WORK TO COMPLETE >> The answer is the full set of records below, transcribed exactly.

################

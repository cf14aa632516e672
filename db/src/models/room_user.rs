use chrono::{DateTime, Utc};
use sea_orm::ActiveValue::Set;
use sea_orm::entity::prelude::*;
use sea_orm::QuerySelect;
use serde::{Deserialize, Serialize};

/// Room membership. Only `accepted` members can mark attendance or be swept.
#[derive(Clone, Debug, PartialEq, DeriveEntityModel, Serialize)]
#[sea_orm(table_name = "room_users")]
pub struct Model {
    #[sea_orm(primary_key)]
    pub id: i64,
    pub room_id: i64,
    pub user_id: i64,
    pub status: MembershipStatus,
    pub joined_at: DateTime<Utc>,
}

#[derive(
    Debug,
    Clone,
    Copy,
    PartialEq,
    Eq,
    EnumIter,
    DeriveActiveEnum,
    strum::Display,
    strum::EnumString,
    Serialize,
    Deserialize,
)]
#[serde(rename_all = "lowercase")]
#[sea_orm(rs_type = "String", db_type = "Text")]
#[strum(serialize_all = "lowercase", ascii_case_insensitive)]
pub enum MembershipStatus {
    #[sea_orm(string_value = "pending")]
    Pending,
    #[sea_orm(string_value = "accepted")]
    Accepted,
    #[sea_orm(string_value = "rejected")]
    Rejected,
}

#[derive(Copy, Clone, Debug, EnumIter, DeriveRelation)]
pub enum Relation {
    #[sea_orm(
        belongs_to = "super::room::Entity",
        from = "Column::RoomId",
        to = "super::room::Column::Id",
        on_delete = "Cascade"
    )]
    Room,
    #[sea_orm(
        belongs_to = "super::user::Entity",
        from = "Column::UserId",
        to = "super::user::Column::Id",
        on_delete = "Cascade"
    )]
    User,
}

impl Related<super::room::Entity> for Entity {
    fn to() -> RelationDef {
        Relation::Room.def()
    }
}

impl Related<super::user::Entity> for Entity {
    fn to() -> RelationDef {
        Relation::User.def()
    }
}

impl ActiveModelBehavior for ActiveModel {}

impl Model {
    pub async fn join(
        db: &DbConn,
        room_id: i64,
        user_id: i64,
        status: MembershipStatus,
    ) -> Result<Model, DbErr> {
        ActiveModel {
            room_id: Set(room_id),
            user_id: Set(user_id),
            status: Set(status),
            joined_at: Set(Utc::now()),
            ..Default::default()
        }
        .insert(db)
        .await
    }

    pub async fn find_membership<C: ConnectionTrait>(
        db: &C,
        room_id: i64,
        user_id: i64,
    ) -> Result<Option<Model>, DbErr> {
        Entity::find()
            .filter(Column::RoomId.eq(room_id))
            .filter(Column::UserId.eq(user_id))
            .one(db)
            .await
    }

    /// User ids of every accepted member of `room_id`.
    pub async fn accepted_user_ids<C: ConnectionTrait>(
        db: &C,
        room_id: i64,
    ) -> Result<Vec<i64>, DbErr> {
        Entity::find()
            .select_only()
            .column(Column::UserId)
            .filter(Column::RoomId.eq(room_id))
            .filter(Column::Status.eq(MembershipStatus::Accepted))
            .into_tuple::<i64>()
            .all(db)
            .await
    }

    pub fn is_accepted(&self) -> bool {
        self.status == MembershipStatus::Accepted
    }
}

################

RESPONSE AREA >>
repository cf14aa632516e672
filename db/src/models/room_user.rs
use chrono::{DateTime, Utc};
use sea_orm::ActiveValue::Set;
use sea_orm::entity::prelude::*;
use sea_orm::QuerySelect;
use serde::{Deserialize, Serialize};

/// Room membership. Only `accepted` members can mark attendance or be swept.
#[derive(Clone, Debug, PartialEq, DeriveEntityModel, Serialize)]
#[sea_orm(table_name = "room_users")]
pub struct Model {
    #[sea_orm(primary_key)]
    pub id: i64,
    pub room_id: i64,
    pub user_id: i64,
    pub status: MembershipStatus,
    pub joined_at: DateTime<Utc>,
}

#[derive(
    Debug,
    Clone,
    Copy,
    PartialEq,
    Eq,
    EnumIter,
    DeriveActiveEnum,
    strum::Display,
    strum::EnumString,
    Serialize,
    Deserialize,
)]
#[serde(rename_all = "lowercase")]
#[sea_orm(rs_type = "String", db_type = "Text")]
#[strum(serialize_all = "lowercase", ascii_case_insensitive)]
pub enum MembershipStatus {
    #[sea_orm(string_value = "pending")]
    Pending,
    #[sea_orm(string_value = "accepted")]
    Accepted,
    #[sea_orm(string_value = "rejected")]
    Rejected,
}

#[derive(Copy, Clone, Debug, EnumIter, DeriveRelation)]
pub enum Relation {
    #[sea_orm(
        belongs_to = "super::room::Entity",
        from = "Column::RoomId",
        to = "super::room::Column::Id",
        on_delete = "Cascade"
    )]
    Room,
    #[sea_orm(
        belongs_to = "super::user::Entity",
        from = "Column::UserId",
        to = "super::user::Column::Id",
        on_delete = "Cascade"
    )]
    User,
}

impl Related<super::room::Entity> for Entity {
    fn to() -> RelationDef {
        Relation::Room.def()
    }
}

impl Related<super::user::Entity> for Entity {
    fn to() -> RelationDef {
        Relation::User.def()
    }
}

impl ActiveModelBehavior for ActiveModel {}

impl Model {
    pub async fn join(
        db: &DbConn,
        room_id: i64,
        user_id: i64,
        status: MembershipStatus,
    ) -> Result<Model, DbErr> {
        ActiveModel {
            room_id: Set(room_id),
            user_id: Set(user_id),
            status: Set(status),
            joined_at: Set(Utc::now()),
            ..Default::default()
        }
        .insert(db)
        .await
    }

    pub async fn find_membership<C: ConnectionTrait>(
        db: &C,
        room_id: i64,
        user_id: i64,
    ) -> Result<Option<Model>, DbErr> {
        Entity::find()
            .filter(Column::RoomId.eq(room_id))
            .filter(Column::UserId.eq(user_id))
            .one(db)
            .await
    }

    /// User ids of every accepted member of `room_id`.
    pub async fn accepted_user_ids<C: ConnectionTrait>(
        db: &C,
        room_id: i64,
    ) -> Result<Vec<i64>, DbErr> {
        Entity::find()
            .select_only()
            .column(Column::UserId)
            .filter(Column::RoomId.eq(room_id))
            .filter(Column::Status.eq(MembershipStatus::Accepted))
            .into_tuple::<i64>()
            .all(db)
            .await
    }

    pub fn is_accepted(&self) -> bool {
        self.status == MembershipStatus::Accepted
    }
}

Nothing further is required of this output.